## [RECORDS PROVIDED]
---
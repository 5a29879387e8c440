/// Position of a chunk within a [`MemoryPool`][crate::MemoryPool].
///
/// Blocks and chunks are never removed from a pool while it exists, so coordinates stay valid
/// for the lifetime of the pool. They may only go stale in the sense that the chunk fills up.
#[derive(Clone, Copy, Debug, Eq, PartialEq)]
pub(crate) struct ChunkCoordinates {
    /// The index of the block containing the chunk.
    block_index: usize,
    /// The index of the chunk within its block.
    chunk_index: usize,
}

impl ChunkCoordinates {
    #[must_use]
    pub(crate) fn from_parts(block_index: usize, chunk_index: usize) -> Self {
        Self {
            block_index,
            chunk_index,
        }
    }

    #[must_use]
    pub(crate) fn block_index(&self) -> usize {
        self.block_index
    }

    #[must_use]
    pub(crate) fn chunk_index(&self) -> usize {
        self.chunk_index
    }
}
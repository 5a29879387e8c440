use std::alloc::Layout;
use std::cell::RefCell;
use std::fmt;
use std::num::NonZero;
use std::ptr::NonNull;
use std::rc::Rc;

use crate::{
    AllocError, AllocPolicy, AllocRequest, DeallocRequest, MemoryPool, PolicyChain,
    PoolPolicyBuilder, PoolsManager, Result, SlotIndex,
};

/// An allocation policy that serves single-element requests from a shared pool of fixed-size
/// slots, acquiring backing memory in blocks from the rest of the chain.
///
/// The policy is bound to one element layout. Requests for exactly one element of that layout are
/// served from the pool for it; everything else (arrays, zero-length requests, other layouts) goes
/// to the rest of the chain untouched. When the pool runs out of vacant slots, the policy asks the
/// rest of the chain for [`block_size()`][Self::block_size] more elements and adds them to the
/// pool as a new block.
///
/// Slots handed out by the pool are still passed on to the rest of the chain, and releases of
/// slots are forwarded marked as released. Observers after this policy therefore see both the
/// slot traffic and the block traffic: block growth and teardown show up as allocations and
/// releases of their own.
///
/// # Sharing
///
/// Every clone of a policy, and every policy rebound from it to another element layout, shares
/// the same [`PoolsManager`]. Policies bound to the same layout share the same pool, and any of
/// them can release memory obtained through any other. Two pool policies compare equal if and
/// only if they share a manager, regardless of their element layouts.
///
/// When the last policy bound to a layout goes away as part of a [`Link`][crate::Link], the
/// memory of every block in the pool for that layout is returned to the rest of the chain and the
/// pool is erased. Any elements still allocated from that pool are invalidated at that point.
///
/// A policy dropped on its own, outside of a chain, has no way to return block memory and leaks
/// it (a warning is logged).
///
/// # Element layouts
///
/// Zero-sized layouts and layouts smaller than the free list link (one byte with the default `u8`
/// link) are never pooled; requests for them always go to the rest of the chain.
///
/// # Example
///
/// ```
/// use chained_alloc::{Allocator, HeapPolicy, PoolPolicy, policy_chain};
///
/// let mut allocator = Allocator::<u64, _>::new(policy_chain![PoolPolicy::new(), HeapPolicy]);
///
/// let first = allocator.allocate(1).unwrap();
/// let second = allocator.allocate(1).unwrap();
/// assert_ne!(first, second);
///
/// // SAFETY: Both pointers came from this allocator and are released once.
/// unsafe {
///     allocator.deallocate(first, 1);
///     allocator.deallocate(second, 1);
/// }
/// ```
///
/// # Thread safety
///
/// This type is single-threaded and is neither [`Send`] nor [`Sync`].
pub struct PoolPolicy<I: SlotIndex = u8> {
    manager: Rc<RefCell<PoolsManager<I>>>,

    /// The element layout whose pool this policy holds a reference on.
    ///
    /// `None` if the policy has not been bound to a poolable layout, or if it has already
    /// given up its reference during teardown.
    binding: Option<Layout>,

    /// Number of elements requested from the rest of the chain whenever the pool needs to grow.
    block_size: NonZero<usize>,
}
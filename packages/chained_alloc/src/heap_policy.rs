use std::alloc::{self, Layout};
use std::ptr::{self, NonNull};

use crate::{AllocPolicy, AllocRequest, DeallocRequest, PolicyChain, Result};

/// Allocates from the system allocator whenever no earlier policy in the chain produced a pointer.
///
/// Allocation failure is not an error for this policy: it passes `None` on to the rest of the
/// chain, which may try something else or turn the missing pointer into an error (see
/// [`StrictPolicy`][crate::StrictPolicy]).
///
/// Requests that amount to zero bytes are served with a dangling, well-aligned pointer without
/// touching the system allocator, and releasing such a pointer is a no-op.
///
/// Every release that reaches this policy unclaimed is assumed to be its own. Place it after
/// the policies whose memory it does not own, or after ones that mark their releases (all the
/// policies in this crate do).
///
/// # Example
///
/// ```
/// use std::alloc::Layout;
///
/// use chained_alloc::{AllocRequest, DeallocRequest, HeapPolicy, PolicyChain, policy_chain};
///
/// let mut chain = policy_chain![HeapPolicy];
/// let request = AllocRequest::new(Layout::new::<u32>(), 16);
///
/// let ptr = chain.allocate(&request, None).unwrap().unwrap();
///
/// // SAFETY: The pointer came from this chain with the same layout and count.
/// unsafe { chain.deallocate(&DeallocRequest::new(ptr, Layout::new::<u32>(), 16)) };
/// ```
#[derive(Clone, Copy, Debug, Default, Eq, PartialEq)]
#[expect(clippy::exhaustive_structs, reason = "intentionally an empty struct")]
pub struct HeapPolicy;

// SAFETY: Pointers come from the global allocator with the exact array layout of the request and
// are released with that same layout.
unsafe impl AllocPolicy for HeapPolicy {
    fn allocate<R: PolicyChain>(
        &mut self,
        request: &AllocRequest,
        existing: Option<NonNull<u8>>,
        rest: &mut R,
    ) -> Result<Option<NonNull<u8>>> {
        let ptr = match existing {
            Some(ptr) => Some(ptr),
            None => allocate_array(request.array_layout()?),
        };

        rest.allocate(request, ptr)
    }

    unsafe fn deallocate<R: PolicyChain>(&mut self, request: &DeallocRequest, rest: &mut R) {
        if request.is_released() {
            // SAFETY: Forwarding guarantees from the caller.
            unsafe {
                rest.deallocate(request);
            }
            return;
        }

        if let Ok(layout) = request.array_layout() {
            if layout.size() != 0 {
                // SAFETY: The caller guarantees the pointer came from `allocate()` with this same
                // array layout. No earlier policy claimed it, so for non-empty layouts it came
                // from the global allocator.
                unsafe {
                    alloc::dealloc(request.ptr().as_ptr(), layout);
                }
            }
        }

        // SAFETY: Forwarding guarantees from the caller.
        unsafe {
            rest.deallocate(&request.into_released());
        }
    }
}

fn allocate_array(layout: Layout) -> Option<NonNull<u8>> {
    if layout.size() == 0 {
        // A dangling pointer at the alignment boundary is valid for zero-sized access.
        return NonNull::new(ptr::without_provenance_mut(layout.align()));
    }

    // SAFETY: The layout has a non-zero size.
    NonNull::new(unsafe { alloc::alloc(layout) })
}

#[cfg(test)]
#[cfg_attr(coverage_nightly, coverage(off))]
#[allow(
    clippy::undocumented_unsafe_blocks,
    reason = "test code doesn't need the same safety rigor as production code"
)]
mod tests {
    use std::rc::Rc;

    use super::*;
    use crate::{AllocError, BasicStatistic, StatisticPolicy, Terminal, policy_chain};

    #[test]
    fn allocates_aligned_memory() {
        let mut policy = HeapPolicy;
        let element = Layout::from_size_align(32, 32).unwrap();

        let ptr = policy
            .allocate(&AllocRequest::new(element, 3), None, &mut Terminal)
            .unwrap()
            .unwrap();
        assert_eq!(ptr.addr().get() % 32, 0);

        unsafe {
            ptr.as_ptr().write_bytes(0xAB, 96);
            policy.deallocate(&DeallocRequest::new(ptr, element, 3), &mut Terminal);
        }
    }

    #[test]
    fn existing_pointer_passes_through() {
        let mut policy = HeapPolicy;
        let existing = NonNull::<u64>::dangling().cast::<u8>();

        let result = policy
            .allocate(
                &AllocRequest::new(Layout::new::<u64>(), 1),
                Some(existing),
                &mut Terminal,
            )
            .unwrap();

        assert_eq!(result, Some(existing));
    }

    #[test]
    fn zero_bytes_yield_dangling_aligned_pointer() {
        let mut policy = HeapPolicy;
        let element = Layout::new::<u64>();

        let ptr = policy
            .allocate(&AllocRequest::new(element, 0), None, &mut Terminal)
            .unwrap()
            .unwrap();
        assert_eq!(ptr.addr().get(), align_of::<u64>());

        // Must not reach the system allocator.
        unsafe { policy.deallocate(&DeallocRequest::new(ptr, element, 0), &mut Terminal) };
    }

    #[test]
    fn released_requests_are_forwarded_untouched() {
        let stats = Rc::new(BasicStatistic::new());
        let mut chain = policy_chain![HeapPolicy, StatisticPolicy::new(Rc::clone(&stats))];

        // Not heap memory: freeing it here would be undefined behavior.
        let mut target = 0_u64;
        let ptr = NonNull::from(&mut target).cast::<u8>();
        let request = DeallocRequest::new(ptr, Layout::new::<u64>(), 1).into_released();

        unsafe { chain.deallocate(&request) };

        assert_eq!(stats.deallocs_count(), 1);
    }

    #[test]
    fn own_releases_are_marked_for_the_rest_of_the_chain() {
        let mut chain = policy_chain![HeapPolicy, HeapPolicy];
        let element = Layout::new::<u32>();

        let ptr = chain
            .allocate(&AllocRequest::new(element, 4), None)
            .unwrap()
            .unwrap();

        // The second heap policy must not free the same pointer again.
        unsafe { chain.deallocate(&DeallocRequest::new(ptr, element, 4)) };
    }

    #[test]
    fn overflowing_request_is_an_error() {
        let mut policy = HeapPolicy;
        let element = Layout::new::<u64>();

        let result = policy.allocate(&AllocRequest::new(element, usize::MAX), None, &mut Terminal);

        assert_eq!(
            result,
            Err(AllocError::CapacityOverflow {
                count: usize::MAX,
                element,
            })
        );
    }
}
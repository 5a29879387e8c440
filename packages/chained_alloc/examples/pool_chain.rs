//! Builds a node-based container on a pool chain and reports what reached the heap.
//!
//! Events are printed at debug level, so block growth and pool teardown show up in the output.

use std::ptr::NonNull;
use std::rc::Rc;

use chained_alloc::{
    Allocator, BasicStatistic, HeapPolicy, Link, LoggingPolicy, PoolPolicy, StatisticPolicy,
    Terminal, policy_chain,
};
use tracing::Level;

type Chain =
    Link<PoolPolicy, Link<LoggingPolicy, Link<HeapPolicy, Link<StatisticPolicy, Terminal>>>>;

struct Node {
    value: u64,
    next: Option<NonNull<Node>>,
}

/// A minimal singly linked stack that gets every node from an allocator.
struct Stack {
    head: Option<NonNull<Node>>,
    nodes: Allocator<Node, Chain>,
}

impl Stack {
    fn new(nodes: Allocator<Node, Chain>) -> Self {
        Self { head: None, nodes }
    }

    fn push(&mut self, value: u64) {
        let node = self.nodes.allocate(1).expect("the heap fallback never gives up");

        // SAFETY: The storage is fresh and sized for one node.
        unsafe {
            self.nodes.construct(
                node,
                Node {
                    value,
                    next: self.head,
                },
            );
        }

        self.head = Some(node);
    }

    fn pop(&mut self) -> Option<u64> {
        let node = self.head?;

        // SAFETY: Every node on the stack was constructed by `push()` and is popped once.
        let Node { value, next } = unsafe { node.read() };
        self.head = next;

        // SAFETY: The node came from this allocator and its value was moved out above.
        unsafe { self.nodes.deallocate(node, 1) };

        Some(value)
    }
}

impl Drop for Stack {
    fn drop(&mut self) {
        while self.pop().is_some() {}
    }
}

fn main() {
    tracing_subscriber::fmt().with_max_level(Level::DEBUG).init();

    let stats = Rc::new(BasicStatistic::new());

    let chain = policy_chain![
        PoolPolicy::new(),
        LoggingPolicy::builder().level(Level::INFO).build(),
        HeapPolicy,
        StatisticPolicy::new(Rc::clone(&stats)),
    ];

    let mut stack = Stack::new(Allocator::new(chain));

    for value in 0..600 {
        stack.push(value);
    }

    let mut sum = 0_u64;
    while let Some(value) = stack.pop() {
        sum = sum.wrapping_add(value);
    }

    println!("Sum of popped values: {sum}");
    // The observer sees every node plus the pool blocks backing them.
    println!(
        "Allocations observed for 600 nodes: {}, still live after popping: {} ({} bytes)",
        stats.allocs_count(),
        stats.allocated_blocks_count(),
        stats.mem_used()
    );

    drop(stack);

    println!(
        "After teardown: {} live allocations",
        stats.allocated_blocks_count()
    );
}
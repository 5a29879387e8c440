use std::cell::Cell;
use std::ptr::NonNull;

/// A passive observer of the allocations flowing through a
/// [`StatisticPolicy`][crate::StatisticPolicy].
///
/// Observers are shared between all clones of a policy, so registration takes `&self`.
#[cfg_attr(test, mockall::automock)]
pub trait AllocObserver {
    /// Called after a request of `bytes` bytes was satisfied with `ptr`.
    fn register_alloc(&self, ptr: NonNull<u8>, bytes: usize);

    /// Called when `bytes` bytes at `ptr` are released.
    fn register_dealloc(&self, ptr: NonNull<u8>, bytes: usize);
}

/// Counts allocations and deallocations, and tracks the number of bytes outstanding.
///
/// # Example
///
/// ```
/// use std::ptr::NonNull;
///
/// use chained_alloc::{AllocObserver, BasicStatistic};
///
/// let stats = BasicStatistic::new();
/// let ptr = NonNull::<u64>::dangling().cast::<u8>();
///
/// stats.register_alloc(ptr, 64);
/// stats.register_alloc(ptr, 16);
/// stats.register_dealloc(ptr, 64);
///
/// assert_eq!(stats.allocs_count(), 2);
/// assert_eq!(stats.deallocs_count(), 1);
/// assert_eq!(stats.allocated_blocks_count(), 1);
/// assert_eq!(stats.mem_used(), 16);
/// ```
#[derive(Debug, Default)]
pub struct BasicStatistic {
    allocs_count: Cell<usize>,
    deallocs_count: Cell<usize>,
    mem_used: Cell<usize>,
}

impl BasicStatistic {
    /// Creates a statistic with all counters at zero.
    #[must_use]
    pub fn new() -> Self {
        Self::default()
    }

    /// Number of allocations registered so far.
    #[must_use]
    pub fn allocs_count(&self) -> usize {
        self.allocs_count.get()
    }

    /// Number of deallocations registered so far.
    #[must_use]
    pub fn deallocs_count(&self) -> usize {
        self.deallocs_count.get()
    }

    /// Number of allocations that have not been released yet.
    #[must_use]
    pub fn allocated_blocks_count(&self) -> usize {
        self.allocs_count().saturating_sub(self.deallocs_count())
    }

    /// Number of bytes allocated and not released yet.
    #[must_use]
    pub fn mem_used(&self) -> usize {
        self.mem_used.get()
    }
}

impl AllocObserver for BasicStatistic {
    fn register_alloc(&self, _ptr: NonNull<u8>, bytes: usize) {
        // Cannot overflow because every counted allocation is a distinct live request.
        self.allocs_count.set(self.allocs_count.get().wrapping_add(1));
        self.mem_used.set(self.mem_used.get().saturating_add(bytes));
    }

    fn register_dealloc(&self, _ptr: NonNull<u8>, bytes: usize) {
        self.deallocs_count
            .set(self.deallocs_count.get().wrapping_add(1));
        self.mem_used.set(self.mem_used.get().saturating_sub(bytes));
    }
}

#[cfg(test)]
#[cfg_attr(coverage_nightly, coverage(off))]
mod tests {
    use static_assertions::assert_not_impl_any;

    use super::*;

    assert_not_impl_any!(BasicStatistic: Sync);

    #[test]
    fn starts_at_zero() {
        let stats = BasicStatistic::new();

        assert_eq!(stats.allocs_count(), 0);
        assert_eq!(stats.deallocs_count(), 0);
        assert_eq!(stats.allocated_blocks_count(), 0);
        assert_eq!(stats.mem_used(), 0);
    }

    #[test]
    fn balanced_traffic_returns_to_zero() {
        let stats = BasicStatistic::new();
        let ptr = NonNull::<u32>::dangling().cast::<u8>();

        for bytes in [4, 8, 12] {
            stats.register_alloc(ptr, bytes);
        }
        assert_eq!(stats.mem_used(), 24);
        assert_eq!(stats.allocated_blocks_count(), 3);

        for bytes in [12, 4, 8] {
            stats.register_dealloc(ptr, bytes);
        }
        assert_eq!(stats.allocs_count(), 3);
        assert_eq!(stats.deallocs_count(), 3);
        assert_eq!(stats.allocated_blocks_count(), 0);
        assert_eq!(stats.mem_used(), 0);
    }
}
---
Only the lines containing the word "layouts" should be returned from the data above.

/// served from the pool for it; everything else (arrays, zero-length requests, other layouts) goes
/// only if they share a manager, regardless of their element layouts.
/// # Element layouts
/// Zero-sized layouts and layouts smaller than the free list link (one byte with the default `u8`
                // array layout. No earlier policy claimed it, so for non-empty layouts it came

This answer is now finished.